Il leader pentastellato aveva prima chiesto massima collaborazione a chi sapeva, per poi cercare di limitare i danni, parlando di una “sciocchezza”, con firme copiate e non false, in ogni caso inutili visto il risultato elettorale del 2012.
Gli inquirenti però hanno chiarito che, anche se nessuno venne eletto in comune in quelle elezioni, molte persone si sarebbero giovate dei falsi, perché chi si era candidato alle comunali, secondo le regole decise dallo stesso Grillo, poteva candidarsi direttamente alle elezioni regionali e politiche, dove alcuni di loro sono riusciti a entrare in Regione e in Parlamento.
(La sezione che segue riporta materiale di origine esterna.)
//! Test fixtures and store helpers.

use ledgerbridge_core::{Config, PersistentStore};
use serde_json::{json, Value};
use std::path::Path;
use tempfile::TempDir;

/// A test store with automatic cleanup.
pub struct TestStore {
    /// The store instance.
    pub store: PersistentStore,
    /// The temporary directory (kept alive to prevent cleanup).
    temp_dir: Option<TempDir>,
}

impl TestStore {
    /// Creates a new in-memory test store.
    pub fn memory() -> Self {
        Self {
            store: PersistentStore::open_in_memory().expect("Failed to open in-memory store"),
            temp_dir: None,
        }
    }

    /// Creates a new file-backed test store in a fresh temporary directory.
    pub fn file() -> Self {
        Self::file_with_config(Config::default().sync_on_commit(false))
    }

    /// Creates a file-backed test store with `config`.
    pub fn file_with_config(config: Config) -> Self {
        let temp_dir = TempDir::new().expect("Failed to create temp directory");
        let store = PersistentStore::open_with_config(temp_dir.path(), config)
            .expect("Failed to open file store");
        Self {
            store,
            temp_dir: Some(temp_dir),
        }
    }

    /// The store directory if file-backed, `None` if in-memory.
    pub fn path(&self) -> Option<&Path> {
        self.temp_dir.as_ref().map(TempDir::path)
    }

    /// Closes the store and opens the same directory again, as a process
    /// restart would. In-memory stores are returned unchanged.
    pub fn reopen(self) -> Self {
        let Self { store, temp_dir } = self;
        let Some(temp_dir) = temp_dir else {
            return Self {
                store,
                temp_dir: None,
            };
        };
        drop(store);
        let store = PersistentStore::open(temp_dir.path()).expect("Failed to reopen file store");
        Self {
            store,
            temp_dir: Some(temp_dir),
        }
    }
}

impl std::ops::Deref for TestStore {
    type Target = PersistentStore;

    fn deref(&self) -> &Self::Target {
        &self.store
    }
}

/// Runs a test with a temporary in-memory store.
///
/// # Example
///
/// ```rust
/// use ledgerbridge_testkit::with_temp_store;
///
/// let committed = with_temp_store(|store| store.committed_seq());
/// assert_eq!(committed.as_u64(), 0);
/// ```
pub fn with_temp_store<F, R>(f: F) -> R
where
    F: FnOnce(PersistentStore) -> R,
{
    f(TestStore::memory().store)
}

/// Runs a test with a temporary file-backed store and its directory.
pub fn with_file_store<F, R>(f: F) -> R
where
    F: FnOnce(&PersistentStore, &Path) -> R,
{
    let test_store = TestStore::file();
    let path = test_store.path().expect("File store should have a path");
    f(&test_store.store, path)
}

/// A compound persist payload with one account and the given transaction
/// ids.
pub fn sample_payload(account_uid: &str, transaction_uids: &[&str]) -> Value {
    let transactions: Vec<Value> = transaction_uids
        .iter()
        .enumerate()
        .map(|(i, uid)| {
            json!({
                "uId": uid,
                "name": format!("Purchase {i}"),
                "location": "Downtown",
            })
        })
        .collect();
    json!({
        "account": {
            "uId": account_uid,
            "name": format!("Account {account_uid}"),
            "mask": "1234",
        },
        "transactions": transactions,
    })
}

/// The single-account, single-transaction payload used by the end-to-end
/// scenarios.
pub fn checking_payload() -> Value {
    json!({
        "account": {"uId": "A1", "name": "Checking", "mask": "1234"},
        "transactions": [{"uId": "T1", "name": "Coffee", "location": "Downtown"}]
    })
}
I nomi fatti dalla super testimone La Rocca sono di quelli che contano nell’ambiente siciliano pentastellato e non solo: a copiare le firme insieme a lei ci sarebbero stati, fra gli altri, Claudia Mannino, Samantha Busalacchi, Loredana Lupo, mentre il candidato sindaco di Palermo, Riccardo Nuti, Giulia Di Vita e Chiara Di Benedetto erano tutti informati di quanto stava succedendo. Tutti, a parte la Busalacchi, sono stati eletti nel Parlamento nazionale. La consapevolezza e l’uso degli atti falsificati, ricorda la Procura, possono giustificare la contestazione del reato.
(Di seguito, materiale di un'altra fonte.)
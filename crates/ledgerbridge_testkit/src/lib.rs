//! # LedgerBridge Testkit
//!
//! Test utilities for LedgerBridge.
//!
//! This crate provides:
//! - Test fixtures and store helpers
//! - A fault-injecting storage backend
//! - Property-based test generators using proptest
//! - Tracing setup for test runs
//!
//! ## Usage
//!
//! ```rust
//! use ledgerbridge_testkit::prelude::*;
//!
//! with_temp_store(|store| {
//!     let ledger = AccountLedger::new(store);
//!     ledger.persist(&sample_payload("A1", &["T1"])).unwrap();
//!     assert_eq!(ledger.fetch_transactions("A1").unwrap().len(), 1);
//! });
//! ```

#![deny(unsafe_code)]
#![warn(missing_docs)]

pub mod faults;
pub mod fixtures;
pub mod generators;

/// Prelude module for convenient imports
pub mod prelude {
    pub use crate::faults::*;
    pub use crate::fixtures::*;
    pub use crate::generators::*;
    pub use crate::init_tracing;
    pub use ledgerbridge_core::{
        Account, AccountLedger, Context, CoreError, Entity, PersistOutcome, PersistentStore,
        Predicate, Record, SortDescriptor, Transaction,
    };
}

pub use faults::*;
pub use fixtures::*;
pub use generators::*;

/// Installs a `tracing` subscriber honouring `RUST_LOG`, once per process.
///
/// Safe to call from every test; later calls are no-ops.
pub fn init_tracing() {
    let _ = tracing_subscriber::fmt()
        .with_env_filter(tracing_subscriber::EnvFilter::from_default_env())
        .with_test_writer()
        .try_init();
}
Immediate le reazioni da parte del PD con Ernesto Carbone che va all’attacco. “Cittadini siciliani che disconoscono le loro firme, quindi Grillo, Di Maio e Di Battista hanno mentito”, dichiara il deputato. “Non sono state firme solo copiate, qui si tratta di firme falsificate. Un reato. Come al solito sapevano ma hanno preferito raccontare una bugia per coprire un fatto gravissimo”.